# About this task
Search the material for the word "FromStr" and copy every line in which it occurs.

# Material to process
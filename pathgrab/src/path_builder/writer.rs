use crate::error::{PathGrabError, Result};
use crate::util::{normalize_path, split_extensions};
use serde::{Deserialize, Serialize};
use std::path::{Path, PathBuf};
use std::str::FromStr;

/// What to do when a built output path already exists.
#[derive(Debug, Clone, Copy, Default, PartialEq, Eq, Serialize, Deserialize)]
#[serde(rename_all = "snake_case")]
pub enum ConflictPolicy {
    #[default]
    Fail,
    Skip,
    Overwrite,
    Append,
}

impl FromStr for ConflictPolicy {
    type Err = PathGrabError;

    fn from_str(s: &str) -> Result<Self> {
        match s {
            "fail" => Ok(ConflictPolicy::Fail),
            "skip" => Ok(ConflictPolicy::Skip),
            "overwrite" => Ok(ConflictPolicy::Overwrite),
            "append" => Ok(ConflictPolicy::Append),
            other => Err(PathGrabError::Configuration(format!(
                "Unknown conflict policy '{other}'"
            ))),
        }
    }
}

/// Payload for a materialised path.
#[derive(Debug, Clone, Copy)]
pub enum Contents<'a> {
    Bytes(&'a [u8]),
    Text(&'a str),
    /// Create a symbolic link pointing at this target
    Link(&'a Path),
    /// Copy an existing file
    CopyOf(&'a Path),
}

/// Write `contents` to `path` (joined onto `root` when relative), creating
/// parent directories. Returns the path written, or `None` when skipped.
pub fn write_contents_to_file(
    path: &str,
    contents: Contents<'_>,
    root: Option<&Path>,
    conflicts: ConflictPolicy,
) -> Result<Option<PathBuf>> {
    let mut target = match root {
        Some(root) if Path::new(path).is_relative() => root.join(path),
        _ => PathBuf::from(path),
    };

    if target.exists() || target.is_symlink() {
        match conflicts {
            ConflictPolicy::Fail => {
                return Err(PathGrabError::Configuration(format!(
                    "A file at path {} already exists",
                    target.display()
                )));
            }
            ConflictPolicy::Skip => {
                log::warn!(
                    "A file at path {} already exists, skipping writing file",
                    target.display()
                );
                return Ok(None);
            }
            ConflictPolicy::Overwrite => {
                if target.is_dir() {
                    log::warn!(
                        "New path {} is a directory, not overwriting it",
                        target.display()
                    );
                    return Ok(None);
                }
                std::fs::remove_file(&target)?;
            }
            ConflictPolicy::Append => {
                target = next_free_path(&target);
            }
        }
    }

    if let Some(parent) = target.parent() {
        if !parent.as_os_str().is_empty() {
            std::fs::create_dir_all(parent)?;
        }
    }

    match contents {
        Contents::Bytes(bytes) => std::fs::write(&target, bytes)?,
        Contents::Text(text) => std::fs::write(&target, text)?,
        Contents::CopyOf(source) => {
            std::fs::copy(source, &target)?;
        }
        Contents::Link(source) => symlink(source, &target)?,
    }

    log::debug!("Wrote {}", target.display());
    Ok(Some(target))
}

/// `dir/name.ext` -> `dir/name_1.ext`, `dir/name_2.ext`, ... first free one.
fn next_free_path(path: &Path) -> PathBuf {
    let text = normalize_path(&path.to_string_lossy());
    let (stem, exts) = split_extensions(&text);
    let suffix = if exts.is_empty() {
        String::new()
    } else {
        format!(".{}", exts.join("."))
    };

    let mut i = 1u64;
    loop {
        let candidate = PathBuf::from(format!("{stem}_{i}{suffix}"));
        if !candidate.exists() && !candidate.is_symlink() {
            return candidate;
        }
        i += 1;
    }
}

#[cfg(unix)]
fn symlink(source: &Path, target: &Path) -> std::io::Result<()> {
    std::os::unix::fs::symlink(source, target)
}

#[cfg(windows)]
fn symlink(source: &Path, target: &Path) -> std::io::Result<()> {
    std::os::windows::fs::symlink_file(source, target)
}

# The completed task
use std::str::FromStr;
impl FromStr for ConflictPolicy {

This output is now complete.